Home AI News Creating Interactive Agents: Challenges, Learning Strategies, and Evaluation Methods

Creating Interactive Agents: Challenges, Learning Strategies, and Evaluation Methods


Two key questions need to be addressed in artificial intelligence research: What are the desired capabilities of AI systems? And how do we determine if we are making progress towards those goals? According to Alan Turing, the answers to these questions might be intertwined. If an AI system’s behavior resembles human-like intelligence during interactions with people, then it can be deemed intelligent. To achieve this, AI systems must be capable of interacting with humans and assisting them in various tasks.

Creating AI agents that can effectively interact with humans and the world is a challenging task. We need to find ways to teach artificial agents these abilities and evaluate their performance in ambiguous and abstract language context. To tackle this, we have developed a simulated environment called the Playroom. In the Playroom, virtual robots can engage in different interactions, such as moving around, manipulating objects, and communicating with each other. This environment enables us to study joint intentionality, cooperation, and other social aspects of interaction.

We employ various learning techniques, including imitation learning, reinforcement learning, supervised learning, and unsupervised learning, to build agents capable of interacting with humans. By imitating human behavior and collecting data on human interactions, we can train AI agents to interact with textual language and perform tasks. However, since there is no readily available data source for grounded language interactions, we created a system to elicit interactions from human participants.

Our agents receive input in the form of images and language and produce physical actions and language responses as outputs. We have integrated imitation learning, reinforcement learning, and auxiliary learning methods to train our agents through interactive self-play. This allows our agents to follow commands and answer questions. They can also provide commands and ask questions to improve other agents’ performance.

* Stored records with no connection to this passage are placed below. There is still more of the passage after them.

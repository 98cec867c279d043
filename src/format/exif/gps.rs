//! GPS information assembled from a GPSInfo directory.

use chrono::{DateTime, NaiveDate, Utc};
use serde::Serialize;
use tracing::warn;

use super::entry::Entry;
use super::types::{Rational, TagValue};
use crate::error::ExifError;

pub const TAG_GPS_VERSION_ID: u16 = 0x0000;
pub const TAG_GPS_LATITUDE_REF: u16 = 0x0001;
pub const TAG_GPS_LATITUDE: u16 = 0x0002;
pub const TAG_GPS_LONGITUDE_REF: u16 = 0x0003;
pub const TAG_GPS_LONGITUDE: u16 = 0x0004;
pub const TAG_GPS_ALTITUDE_REF: u16 = 0x0005;
pub const TAG_GPS_ALTITUDE: u16 = 0x0006;
pub const TAG_GPS_TIMESTAMP: u16 = 0x0007;
pub const TAG_GPS_DATESTAMP: u16 = 0x001D;

/// Accepted GPSVersionID values.
pub const SUPPORTED_GPS_VERSIONS: [[u8; 4]; 3] = [[2, 0, 0, 0], [2, 2, 0, 0], [2, 3, 0, 0]];

/// A coordinate as degrees, minutes and seconds with its hemisphere.
#[derive(Debug, Clone, Copy, PartialEq, Serialize)]
pub struct GpsDegrees {
    /// 'N', 'S', 'E' or 'W'
    pub orientation: char,
    pub degrees: f64,
    pub minutes: f64,
    pub seconds: f64,
}

impl GpsDegrees {
    /// Build from a reference string and a (degrees, minutes, seconds)
    /// rational triple.
    ///
    /// # Errors
    /// - `GpsCoordinatesNotValid` for an empty reference, a triple of the wrong
    ///   length or a zero denominator
    pub fn from_rationals(reference: &str, values: &[Rational]) -> Result<Self, ExifError> {
        let orientation = reference.chars().next().ok_or_else(|| {
            ExifError::GpsCoordinatesNotValid("coordinate reference is empty".to_string())
        })?;

        let [degrees, minutes, seconds] = values else {
            return Err(ExifError::GpsCoordinatesNotValid(format!(
                "expected 3 rationals, got {}",
                values.len()
            )));
        };

        let part = |r: &Rational| {
            r.to_f64().ok_or_else(|| {
                ExifError::GpsCoordinatesNotValid(format!("zero denominator in {r}"))
            })
        };

        Ok(Self {
            orientation,
            degrees: part(degrees)?,
            minutes: part(minutes)?,
            seconds: part(seconds)?,
        })
    }

    /// Signed decimal degrees; southern and western values are negative.
    pub fn decimal(&self) -> f64 {
        let value = self.degrees + self.minutes / 60.0 + self.seconds / 3600.0;
        match self.orientation {
            'S' | 'W' => -value,
            _ => value,
        }
    }
}

impl std::fmt::Display for GpsDegrees {
    fn fmt(&self, f: &mut std::fmt::Formatter<'_>) -> std::fmt::Result {
        write!(
            f,
            "Degrees<O=[{}] D=({}) M=({}) S=({})>",
            self.orientation, self.degrees, self.minutes, self.seconds
        )
    }
}

/// Location summary of a GPSInfo directory.
#[derive(Debug, Clone, PartialEq, Serialize)]
pub struct GpsInfo {
    pub latitude: GpsDegrees,
    pub longitude: GpsDegrees,
    /// Metres; negative below sea level
    pub altitude: Option<f64>,
    pub timestamp: Option<DateTime<Utc>>,
}

impl std::fmt::Display for GpsInfo {
    fn fmt(&self, f: &mut std::fmt::Formatter<'_>) -> std::fmt::Result {
        write!(
            f,
            "GpsInfo<LAT=({:.5}) LON=({:.5})",
            self.latitude.decimal(),
            self.longitude.decimal()
        )?;
        if let Some(altitude) = self.altitude {
            write!(f, " ALT=({altitude})")?;
        }
        if let Some(timestamp) = self.timestamp {
            write!(f, " TIME=[{}]", timestamp.format("%Y-%m-%d %H:%M:%S"))?;
        }
        write!(f, ">")
    }
}

fn first_value(entries: &[Entry], tag_id: u16) -> Option<Result<TagValue, ExifError>> {
    entries
        .iter()
        .find(|e| e.tag_id() == tag_id)
        .map(|e| e.value())
}

fn required(entries: &[Entry], tag_id: u16, what: &str) -> Result<TagValue, ExifError> {
    match first_value(entries, tag_id) {
        Some(value) => value,
        None => Err(ExifError::GpsCoordinatesNotValid(format!("{what} is missing"))),
    }
}

fn coordinate(
    entries: &[Entry],
    value_tag: u16,
    reference_tag: u16,
    what: &str,
) -> Result<GpsDegrees, ExifError> {
    let value = required(entries, value_tag, what)?;
    let reference = required(entries, reference_tag, what)?;
    let rationals = value.as_rationals().ok_or_else(|| {
        ExifError::GpsCoordinatesNotValid(format!("{what} is not stored as rationals"))
    })?;
    let reference = reference.as_str().ok_or_else(|| {
        ExifError::GpsCoordinatesNotValid(format!("{what} reference is not text"))
    })?;
    GpsDegrees::from_rationals(reference, rationals)
}

fn altitude(entries: &[Entry]) -> Result<Option<f64>, ExifError> {
    let Some(value) = first_value(entries, TAG_GPS_ALTITUDE) else {
        return Ok(None);
    };
    let value = value?;
    let Some(metres) = value
        .as_rationals()
        .and_then(|r| r.first())
        .and_then(|r| r.to_f64())
    else {
        return Ok(None);
    };

    let below_sea_level = match first_value(entries, TAG_GPS_ALTITUDE_REF) {
        Some(reference) => reference?.as_bytes().and_then(|b| b.first()) == Some(&1),
        None => false,
    };
    Ok(Some(if below_sea_level { -metres } else { metres }))
}

fn parse_date(text: &str) -> Option<NaiveDate> {
    let normalized = text.trim_end_matches('\0').replace('-', ":");
    let mut parts = normalized.split(':').map(|p| p.trim().parse::<i64>().ok());
    let year = parts.next()??;
    let month = parts.next()??;
    let day = parts.next()??;
    NaiveDate::from_ymd_opt(
        i32::try_from(year).ok()?,
        u32::try_from(month).ok()?,
        u32::try_from(day).ok()?,
    )
}

fn timestamp(entries: &[Entry]) -> Result<Option<DateTime<Utc>>, ExifError> {
    let (Some(date), Some(time)) = (
        first_value(entries, TAG_GPS_DATESTAMP),
        first_value(entries, TAG_GPS_TIMESTAMP),
    ) else {
        return Ok(None);
    };
    let (date, time) = (date?, time?);

    let Some(day) = date.as_str().and_then(parse_date) else {
        warn!("GPS date stamp is not parseable; skipping timestamp");
        return Ok(None);
    };
    let parts: Option<Vec<u32>> = time
        .as_rationals()
        .filter(|r| r.len() == 3)
        .map(|r| {
            r.iter()
                .filter(|r| r.denominator != 0)
                .map(|r| r.numerator / r.denominator)
                .collect()
        });
    let Some([hour, minute, second]) = parts.as_deref() else {
        warn!("GPS time stamp is not parseable; skipping timestamp");
        return Ok(None);
    };

    Ok(day
        .and_hms_opt(*hour, *minute, *second)
        .map(|naive| naive.and_utc()))
}

/// Assemble GPS information from the entries of a GPSInfo directory.
///
/// # Errors
/// - `GpsCoordinatesNotValid` for an unsupported version or a missing or
///   malformed coordinate
pub fn gps_info_from_entries(entries: &[Entry]) -> Result<GpsInfo, ExifError> {
    match first_value(entries, TAG_GPS_VERSION_ID) {
        Some(version) => {
            let version = version?;
            let bytes = version.as_bytes().unwrap_or_default();
            if !SUPPORTED_GPS_VERSIONS.iter().any(|v| v.as_slice() == bytes) {
                return Err(ExifError::GpsCoordinatesNotValid(format!(
                    "GPS version not supported: {bytes:?}"
                )));
            }
        }
        None => warn!("No GPS version tag (0x0000) found"),
    }

    Ok(GpsInfo {
        latitude: coordinate(entries, TAG_GPS_LATITUDE, TAG_GPS_LATITUDE_REF, "latitude")?,
        longitude: coordinate(entries, TAG_GPS_LONGITUDE, TAG_GPS_LONGITUDE_REF, "longitude")?,
        altitude: altitude(entries)?,
        timestamp: timestamp(entries)?,
    })
}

Evaluating the performance of our agents is not straightforward due to the abstract and ambiguous nature of language and the shared physical environment. We have developed various evaluation methods, including large-scale trials with human interactions, to diagnose problems and assess agent performance.

Human evaluators have tested both agents and other humans in completing instructions and answering questions in the Playroom. Initially, randomly initialized agents had a success rate of approximately 0%. With supervised learning and semi-supervised auxiliary tasks, the success rate improved to around 10-20%. However, agents trained with a combination of supervised, semi-supervised, and reinforcement learning using interactive self-play achieved the best performance.

Our setting offers the advantage of virtually unlimited tasks that can be set via language, allowing us to assess the competencies of our agents quickly. While there are still tasks they struggle with, our approach provides a clear path for enhancing AI competencies in complex environments and interactions with people. These methods are widely applicable wherever there is a need for agents that can interact with humans in complex environments.